Introduction
129I is one of the volatile radioactive species in the off-gas stream generated from spent nuclear fuel reprocessing processes.129I has a long half-life (1.6 x 107years) and it is fatal to the human body if released to the environment. Many studies have been carried out to capture radioactive iodine from spent nuclear fuel reprocessing off-gas streams. Liquid scrubbing methods have been reported1, 2 for radioactive iodine removal, but these methods have a low removal efficiency, and require a high construction cost and additional works to reprocess toxic and acidic solutions produced from the liquid scrubbing processes. As an alternative to wet scrubbing systems, solid adsorbents to capture gaseous iodine have been also suggested.1, 2 Of those studied solid adsorbents, hydrogen-reduced silver mordenite (Ag0Z) has been introduced as a representative adsorbent which can effectively capture gaseous iodine. Various studies on Ag0Z3-9 have been reported including mechanisms and performances on iodine loading capacity.

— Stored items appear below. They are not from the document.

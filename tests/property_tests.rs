//! Property tests over random throw sequences.

use proptest::prelude::*;

use dart_cricket::core::{GameConfig, GameState, Multiplier, Target, Throw, UndoPolicy};
use dart_cricket::session::GameSession;

fn arb_throw() -> impl Strategy<Value = Throw> {
    let target = prop::sample::select(Target::ALL.to_vec());
    let multiplier = prop::sample::select(Multiplier::ALL.to_vec());
    (target, multiplier).prop_map(|(target, multiplier)| Throw::new(target, multiplier))
}

fn started(player_count: usize, config: GameConfig) -> GameSession {
    let names: Vec<String> = (0..player_count).map(|i| format!("P{}", i)).collect();
    let mut session = GameSession::new(config);
    session.start_game(&names).unwrap();
    session
}

proptest! {
    #![proptest_config(ProptestConfig::with_cases(64))]

    /// Marks stay in 0..=3 and never go down without an undo.
    #[test]
    fn marks_bounded_and_monotone(
        player_count in 1usize..=8,
        throws in prop::collection::vec(arb_throw(), 0..120),
    ) {
        let mut session = started(player_count, GameConfig::default());
        let mut previous = session.state().unwrap().clone();

        for throw in throws {
            let state = session.submit_throw(throw).unwrap().clone();
            for (player, now) in state.players.iter() {
                for (number, hits) in now.marks.iter() {
                    prop_assert!(hits <= 3);
                    prop_assert!(hits >= previous.player(player).marks.get(number));
                }
            }
            previous = state;
        }
    }

    /// Nobody's total ever decreases during play, the thrower's included.
    #[test]
    fn totals_never_decrease(
        player_count in 1usize..=8,
        throws in prop::collection::vec(arb_throw(), 0..120),
    ) {
        let mut session = started(player_count, GameConfig::default());

        for throw in throws {
            let before = session.state().unwrap().clone();
            let after = session.submit_throw(throw).unwrap();
            for (player, now) in after.players.iter() {
                prop_assert!(now.total >= before.player(player).total);
            }
        }
    }

    /// Without undo, rotation and rounds follow directly from the throw count.
    #[test]
    fn rotation_and_rounds(
        player_count in 1usize..=8,
        throws in prop::collection::vec(arb_throw(), 0..120),
    ) {
        let mut session = started(player_count, GameConfig::default());
        let total = throws.len();
        for throw in throws {
            session.submit_throw(throw).unwrap();
        }

        let state = session.state().unwrap();
        prop_assert_eq!(state.total_turns as usize, total);
        prop_assert_eq!(state.throw_count as usize, total % 3);
        prop_assert_eq!(state.current_player.index(), (total / 3) % player_count);
        prop_assert_eq!(state.round as usize, 1 + total / (3 * player_count));
    }

    /// Throw then undo is the identity on everything but `total_turns`
    /// and the display multiplier.
    #[test]
    fn undo_reverses_throw(
        player_count in 1usize..=8,
        prefix in prop::collection::vec(arb_throw(), 0..60),
        throw in arb_throw(),
    ) {
        let mut session = started(player_count, GameConfig::default());
        for t in prefix {
            session.submit_throw(t).unwrap();
        }
        let before: GameState = session.state().unwrap().clone();

        session.submit_throw(throw).unwrap();
        let after = session.undo().unwrap();

        prop_assert_eq!(&after.players, &before.players);
        prop_assert_eq!(after.current_player, before.current_player);
        prop_assert_eq!(after.throw_count, before.throw_count);
        prop_assert_eq!(after.round, before.round);
        prop_assert_eq!(after.total_turns, before.total_turns + 1);
        prop_assert_eq!(after.last_multiplier, Some(throw.multiplier));
    }

    /// With `RestoreTotalTurns`, undoing everything returns to a fresh game.
    #[test]
    fn full_undo_restores_start(
        player_count in 1usize..=8,
        throws in prop::collection::vec(arb_throw(), 1..60),
    ) {
        let config = GameConfig::new().with_undo_policy(UndoPolicy::RestoreTotalTurns);
        let mut session = started(player_count, config);
        let initial = session.state().unwrap().clone();
        let count = throws.len();

        for throw in throws {
            session.submit_throw(throw).unwrap();
        }
        for _ in 0..count {
            session.undo().unwrap();
        }

        let state = session.state().unwrap();
        prop_assert_eq!(&state.players, &initial.players);
        prop_assert_eq!(state.total_turns, 0);
        prop_assert_eq!(state.round, 1);
        prop_assert_eq!(session.history_len(), 0);
    }
}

In previous studies, many researchers investigated Ag0Z reduced under a hydrogen environment, and discussed the reduction process, the mechanism, and the performance on the reduced silver mordenite.3, 4Ag0 was formed on the surface of mordenite as larger particles through the reduction reaction in H2, and it could capture gaseous iodine effectively in the form of crystalline AgI. These studies showed the formation of AgI on Ag0Z exposed to gaseous iodine. To study the impact of off-gas streams on silver containing adsorbents, a number of aging studies have been performed. In efforts to understand the long-term behaviors of Ag0Z in spent nuclear fuel reprocessing off-gas treatment, a number of aging studies on Ag0Z5-9 have been done for extended period of times up to 6 months. These studies showed the iodine loading capacities of Ag0Z aged in gas streams at 150oC for up to 6 months decreased. For example, iodine loading capacity was decreased by 40% after exposure to dry air for 6 months5 and by 60% after aging in humid air for 4 months.6 Though the adverse effects of off-gas streams on Ag0Z were investigated in previous studies, it is not clear why the iodine loading capacities of the adsorbents decreased when exposed to off-gas streams.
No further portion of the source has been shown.